Data to examine Block Start
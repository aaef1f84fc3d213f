//! Error types for the sweep engine.

use thiserror::Error;

#[derive(Error, Debug)]
pub enum SweepError {
    #[error("IO error: {0}")]
    Io(#[from] std::io::Error),

    #[error("Config error: {0}")]
    Config(String),

    #[error("Assessment has no questions")]
    EmptyExam,

    #[error("Exam layout mismatch: expected {expected} questions, got {actual}")]
    ExamMismatch { expected: usize, actual: usize },

    #[error("Option {option} out of range 1..={max} for question {position}")]
    InvalidOption {
        position: usize,
        option: u8,
        max: u8,
    },
}

pub type Result<T> = std::result::Result<T, SweepError>;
Data to examine Block End
Copy out every line of the data that includes "SweepError".

→ Completed exercise
pub enum SweepError {
pub type Result<T> = std::result::Result<T, SweepError>;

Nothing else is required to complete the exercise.